THE TASK: Start at the line in the entries below that contains "sort_keys: true", stop at the line that contains "assert_eq!(config.scope_mode(), ScopeMode::SpecificProjects);", and output exactly the lines in that span, both ends included.
*** SOURCE RECORDS
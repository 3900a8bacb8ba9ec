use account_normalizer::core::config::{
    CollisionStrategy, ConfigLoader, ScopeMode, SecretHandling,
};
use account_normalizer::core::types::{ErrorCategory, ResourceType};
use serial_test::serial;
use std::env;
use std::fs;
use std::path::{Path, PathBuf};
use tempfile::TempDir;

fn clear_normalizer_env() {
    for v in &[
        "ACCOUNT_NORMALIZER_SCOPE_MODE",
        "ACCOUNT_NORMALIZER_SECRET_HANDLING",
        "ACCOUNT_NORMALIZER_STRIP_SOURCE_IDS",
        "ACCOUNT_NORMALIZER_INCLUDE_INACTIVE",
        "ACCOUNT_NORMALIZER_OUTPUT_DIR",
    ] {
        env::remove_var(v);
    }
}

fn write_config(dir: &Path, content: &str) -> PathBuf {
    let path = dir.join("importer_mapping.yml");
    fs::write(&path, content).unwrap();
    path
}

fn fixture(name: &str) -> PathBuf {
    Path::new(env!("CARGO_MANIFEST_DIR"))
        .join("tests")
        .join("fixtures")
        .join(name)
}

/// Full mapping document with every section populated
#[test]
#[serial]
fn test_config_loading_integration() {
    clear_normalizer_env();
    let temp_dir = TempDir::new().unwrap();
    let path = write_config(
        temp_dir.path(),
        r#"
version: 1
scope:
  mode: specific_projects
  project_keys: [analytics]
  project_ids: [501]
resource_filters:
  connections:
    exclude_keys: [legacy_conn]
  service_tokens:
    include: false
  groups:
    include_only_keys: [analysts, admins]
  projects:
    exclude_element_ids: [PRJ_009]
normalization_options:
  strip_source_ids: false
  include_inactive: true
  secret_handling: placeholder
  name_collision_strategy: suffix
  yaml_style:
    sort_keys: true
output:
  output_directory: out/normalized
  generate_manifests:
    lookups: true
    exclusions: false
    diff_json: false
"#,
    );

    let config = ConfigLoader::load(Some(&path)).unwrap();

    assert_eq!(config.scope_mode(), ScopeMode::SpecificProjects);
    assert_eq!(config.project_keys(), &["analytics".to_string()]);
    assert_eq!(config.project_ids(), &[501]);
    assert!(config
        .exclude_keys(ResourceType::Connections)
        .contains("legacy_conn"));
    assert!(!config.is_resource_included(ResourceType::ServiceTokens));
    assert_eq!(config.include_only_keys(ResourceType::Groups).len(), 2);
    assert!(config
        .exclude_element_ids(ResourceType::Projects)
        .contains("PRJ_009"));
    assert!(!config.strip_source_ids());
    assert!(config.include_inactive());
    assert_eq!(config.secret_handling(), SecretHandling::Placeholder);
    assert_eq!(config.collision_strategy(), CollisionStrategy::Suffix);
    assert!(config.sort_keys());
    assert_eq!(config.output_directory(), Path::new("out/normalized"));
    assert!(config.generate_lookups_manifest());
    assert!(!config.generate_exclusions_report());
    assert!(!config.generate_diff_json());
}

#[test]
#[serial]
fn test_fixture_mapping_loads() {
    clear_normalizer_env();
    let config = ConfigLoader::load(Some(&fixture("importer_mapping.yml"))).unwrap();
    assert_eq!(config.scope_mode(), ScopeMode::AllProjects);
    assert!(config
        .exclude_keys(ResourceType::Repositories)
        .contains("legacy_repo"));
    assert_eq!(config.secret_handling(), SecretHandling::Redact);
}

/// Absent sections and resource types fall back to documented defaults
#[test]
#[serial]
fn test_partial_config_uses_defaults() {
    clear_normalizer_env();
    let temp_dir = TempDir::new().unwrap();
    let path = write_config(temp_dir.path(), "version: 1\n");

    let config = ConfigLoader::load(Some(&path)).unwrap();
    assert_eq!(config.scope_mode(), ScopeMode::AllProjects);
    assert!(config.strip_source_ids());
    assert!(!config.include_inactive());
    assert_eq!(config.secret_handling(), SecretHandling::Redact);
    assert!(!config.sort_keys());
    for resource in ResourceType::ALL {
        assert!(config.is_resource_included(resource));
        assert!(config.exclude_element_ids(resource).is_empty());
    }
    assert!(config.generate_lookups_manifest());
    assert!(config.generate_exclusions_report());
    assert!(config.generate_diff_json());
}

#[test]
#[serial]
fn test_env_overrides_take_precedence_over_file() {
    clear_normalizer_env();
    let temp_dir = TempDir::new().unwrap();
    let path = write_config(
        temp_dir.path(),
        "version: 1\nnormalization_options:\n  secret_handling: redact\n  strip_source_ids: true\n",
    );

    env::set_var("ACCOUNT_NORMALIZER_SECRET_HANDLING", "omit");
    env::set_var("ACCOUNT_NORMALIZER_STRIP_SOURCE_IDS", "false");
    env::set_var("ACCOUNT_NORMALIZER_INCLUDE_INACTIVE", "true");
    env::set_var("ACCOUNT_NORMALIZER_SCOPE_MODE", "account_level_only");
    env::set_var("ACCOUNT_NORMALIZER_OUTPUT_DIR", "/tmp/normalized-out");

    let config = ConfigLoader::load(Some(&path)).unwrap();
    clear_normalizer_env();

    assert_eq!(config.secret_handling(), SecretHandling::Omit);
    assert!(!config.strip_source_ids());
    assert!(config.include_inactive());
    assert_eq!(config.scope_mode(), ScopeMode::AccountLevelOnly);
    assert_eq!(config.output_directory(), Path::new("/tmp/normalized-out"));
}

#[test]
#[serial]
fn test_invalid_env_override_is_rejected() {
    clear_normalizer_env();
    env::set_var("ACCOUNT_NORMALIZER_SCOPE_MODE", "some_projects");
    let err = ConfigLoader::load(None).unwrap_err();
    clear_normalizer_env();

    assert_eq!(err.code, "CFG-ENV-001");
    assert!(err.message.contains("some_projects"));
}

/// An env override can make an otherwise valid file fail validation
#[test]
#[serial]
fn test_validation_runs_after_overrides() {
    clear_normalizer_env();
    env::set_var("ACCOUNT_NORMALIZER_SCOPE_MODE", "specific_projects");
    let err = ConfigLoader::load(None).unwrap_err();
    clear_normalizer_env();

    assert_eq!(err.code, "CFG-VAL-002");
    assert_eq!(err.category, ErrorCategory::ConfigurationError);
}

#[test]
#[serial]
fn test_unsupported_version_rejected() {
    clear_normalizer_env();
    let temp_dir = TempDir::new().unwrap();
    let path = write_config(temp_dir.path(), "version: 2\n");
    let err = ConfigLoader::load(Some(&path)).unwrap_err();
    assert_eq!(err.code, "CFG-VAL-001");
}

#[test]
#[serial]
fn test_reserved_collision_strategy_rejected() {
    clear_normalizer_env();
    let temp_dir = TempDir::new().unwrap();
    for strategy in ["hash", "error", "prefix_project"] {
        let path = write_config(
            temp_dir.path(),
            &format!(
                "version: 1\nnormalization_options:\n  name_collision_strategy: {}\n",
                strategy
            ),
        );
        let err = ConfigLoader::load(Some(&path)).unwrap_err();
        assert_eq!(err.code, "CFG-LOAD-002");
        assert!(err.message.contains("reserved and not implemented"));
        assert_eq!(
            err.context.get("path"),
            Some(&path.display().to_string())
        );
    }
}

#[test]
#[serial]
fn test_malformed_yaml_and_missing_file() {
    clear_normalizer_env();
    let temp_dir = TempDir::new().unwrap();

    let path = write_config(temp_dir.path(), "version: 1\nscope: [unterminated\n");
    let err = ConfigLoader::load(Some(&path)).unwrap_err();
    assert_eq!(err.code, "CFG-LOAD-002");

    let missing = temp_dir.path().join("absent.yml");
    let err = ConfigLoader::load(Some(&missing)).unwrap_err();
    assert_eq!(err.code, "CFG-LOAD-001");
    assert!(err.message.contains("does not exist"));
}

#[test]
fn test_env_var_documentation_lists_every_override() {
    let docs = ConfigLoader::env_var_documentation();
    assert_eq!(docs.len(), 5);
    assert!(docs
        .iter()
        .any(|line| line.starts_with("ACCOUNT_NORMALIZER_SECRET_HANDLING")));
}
******
*** SOURCE RECORDS
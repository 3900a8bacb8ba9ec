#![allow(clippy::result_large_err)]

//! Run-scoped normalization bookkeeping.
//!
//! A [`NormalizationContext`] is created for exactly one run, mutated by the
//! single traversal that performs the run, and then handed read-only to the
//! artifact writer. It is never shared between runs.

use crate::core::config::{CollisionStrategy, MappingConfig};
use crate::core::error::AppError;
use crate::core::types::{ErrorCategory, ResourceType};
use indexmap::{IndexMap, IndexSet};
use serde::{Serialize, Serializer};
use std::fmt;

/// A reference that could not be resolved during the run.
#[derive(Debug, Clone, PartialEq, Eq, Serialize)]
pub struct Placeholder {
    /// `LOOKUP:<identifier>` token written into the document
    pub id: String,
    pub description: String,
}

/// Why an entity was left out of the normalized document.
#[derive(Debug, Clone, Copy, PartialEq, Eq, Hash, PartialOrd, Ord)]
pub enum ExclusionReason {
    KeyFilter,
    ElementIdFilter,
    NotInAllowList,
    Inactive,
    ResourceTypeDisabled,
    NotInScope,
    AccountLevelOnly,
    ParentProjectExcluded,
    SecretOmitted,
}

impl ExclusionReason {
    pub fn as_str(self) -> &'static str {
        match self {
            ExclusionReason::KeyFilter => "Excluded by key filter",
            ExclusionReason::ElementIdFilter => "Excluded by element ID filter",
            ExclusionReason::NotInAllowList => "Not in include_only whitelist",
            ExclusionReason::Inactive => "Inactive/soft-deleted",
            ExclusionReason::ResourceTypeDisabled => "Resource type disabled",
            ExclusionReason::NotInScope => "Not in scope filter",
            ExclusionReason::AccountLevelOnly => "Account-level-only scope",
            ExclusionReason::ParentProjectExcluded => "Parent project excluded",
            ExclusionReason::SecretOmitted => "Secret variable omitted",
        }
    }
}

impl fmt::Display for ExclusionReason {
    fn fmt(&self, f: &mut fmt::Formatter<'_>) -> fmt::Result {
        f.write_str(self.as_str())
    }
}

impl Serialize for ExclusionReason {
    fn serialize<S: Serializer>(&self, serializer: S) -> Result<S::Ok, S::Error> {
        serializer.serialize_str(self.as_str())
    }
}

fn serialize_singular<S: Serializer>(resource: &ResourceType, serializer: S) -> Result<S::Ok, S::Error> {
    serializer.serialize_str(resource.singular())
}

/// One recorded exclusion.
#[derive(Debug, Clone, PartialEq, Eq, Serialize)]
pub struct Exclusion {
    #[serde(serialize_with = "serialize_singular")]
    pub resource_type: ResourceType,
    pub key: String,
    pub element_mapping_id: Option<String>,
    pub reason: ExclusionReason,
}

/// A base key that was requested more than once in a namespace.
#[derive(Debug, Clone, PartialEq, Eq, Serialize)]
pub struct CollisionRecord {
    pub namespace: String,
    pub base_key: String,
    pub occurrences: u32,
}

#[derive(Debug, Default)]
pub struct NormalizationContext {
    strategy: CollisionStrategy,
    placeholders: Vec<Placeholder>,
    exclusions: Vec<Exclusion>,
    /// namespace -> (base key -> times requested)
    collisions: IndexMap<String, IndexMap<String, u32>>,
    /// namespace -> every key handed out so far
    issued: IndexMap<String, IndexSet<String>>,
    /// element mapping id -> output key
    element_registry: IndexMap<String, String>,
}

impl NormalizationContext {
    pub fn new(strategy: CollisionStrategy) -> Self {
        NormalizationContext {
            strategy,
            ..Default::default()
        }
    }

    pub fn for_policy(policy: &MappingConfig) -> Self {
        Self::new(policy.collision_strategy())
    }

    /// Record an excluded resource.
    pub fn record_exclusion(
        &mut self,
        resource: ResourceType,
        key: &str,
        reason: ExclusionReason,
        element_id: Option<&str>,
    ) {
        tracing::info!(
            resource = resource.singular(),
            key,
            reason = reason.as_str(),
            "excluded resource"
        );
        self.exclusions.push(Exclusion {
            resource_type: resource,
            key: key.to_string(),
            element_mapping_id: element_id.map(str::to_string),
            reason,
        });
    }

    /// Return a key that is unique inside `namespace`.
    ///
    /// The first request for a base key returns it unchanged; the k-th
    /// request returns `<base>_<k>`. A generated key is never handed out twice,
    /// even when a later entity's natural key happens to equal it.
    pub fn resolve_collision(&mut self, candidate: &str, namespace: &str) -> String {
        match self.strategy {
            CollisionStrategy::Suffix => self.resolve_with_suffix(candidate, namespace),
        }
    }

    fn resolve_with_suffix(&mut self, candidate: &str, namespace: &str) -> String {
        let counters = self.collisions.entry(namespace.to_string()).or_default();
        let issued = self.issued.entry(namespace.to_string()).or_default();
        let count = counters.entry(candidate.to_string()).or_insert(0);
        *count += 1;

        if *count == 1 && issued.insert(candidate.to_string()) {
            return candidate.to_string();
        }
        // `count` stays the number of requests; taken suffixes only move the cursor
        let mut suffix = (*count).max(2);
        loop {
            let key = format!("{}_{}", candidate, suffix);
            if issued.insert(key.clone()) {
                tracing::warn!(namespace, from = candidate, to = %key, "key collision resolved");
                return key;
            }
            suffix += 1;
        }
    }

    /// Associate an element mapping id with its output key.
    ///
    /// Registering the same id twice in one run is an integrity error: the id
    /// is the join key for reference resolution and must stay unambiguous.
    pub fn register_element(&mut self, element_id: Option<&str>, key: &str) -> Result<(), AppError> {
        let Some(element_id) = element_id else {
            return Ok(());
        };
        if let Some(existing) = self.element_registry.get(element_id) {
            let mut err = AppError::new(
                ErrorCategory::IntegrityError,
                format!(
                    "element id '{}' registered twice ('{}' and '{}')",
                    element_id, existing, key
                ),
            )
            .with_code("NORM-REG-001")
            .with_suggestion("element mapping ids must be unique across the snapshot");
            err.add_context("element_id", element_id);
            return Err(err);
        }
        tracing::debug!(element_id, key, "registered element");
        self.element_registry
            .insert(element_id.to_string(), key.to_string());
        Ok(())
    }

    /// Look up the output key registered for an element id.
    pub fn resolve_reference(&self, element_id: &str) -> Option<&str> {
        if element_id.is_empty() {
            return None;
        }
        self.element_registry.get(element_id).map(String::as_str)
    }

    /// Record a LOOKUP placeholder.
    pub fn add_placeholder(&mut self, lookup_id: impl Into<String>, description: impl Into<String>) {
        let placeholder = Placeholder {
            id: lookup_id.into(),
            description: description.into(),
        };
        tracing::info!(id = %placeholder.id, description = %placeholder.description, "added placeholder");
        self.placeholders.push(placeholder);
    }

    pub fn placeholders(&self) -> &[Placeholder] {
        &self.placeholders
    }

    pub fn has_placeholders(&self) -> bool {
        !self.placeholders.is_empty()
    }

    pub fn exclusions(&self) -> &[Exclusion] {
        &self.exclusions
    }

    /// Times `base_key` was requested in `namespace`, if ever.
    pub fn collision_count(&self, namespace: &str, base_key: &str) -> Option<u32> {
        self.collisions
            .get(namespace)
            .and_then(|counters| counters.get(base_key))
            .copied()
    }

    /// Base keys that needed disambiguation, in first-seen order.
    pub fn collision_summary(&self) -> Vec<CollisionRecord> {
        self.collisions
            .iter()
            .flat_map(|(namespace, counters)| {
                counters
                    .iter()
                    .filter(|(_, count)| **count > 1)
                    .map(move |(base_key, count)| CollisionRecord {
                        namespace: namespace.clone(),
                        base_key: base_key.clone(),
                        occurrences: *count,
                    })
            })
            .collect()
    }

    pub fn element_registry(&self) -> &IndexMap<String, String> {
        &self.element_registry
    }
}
******
EXERCISE OUTPUT:
    sort_keys: true
output:
  output_directory: out/normalized
  generate_manifests:
    lookups: true
    exclusions: false
    diff_json: false
"#,
    );

    let config = ConfigLoader::load(Some(&path)).unwrap();

    assert_eq!(config.scope_mode(), ScopeMode::SpecificProjects);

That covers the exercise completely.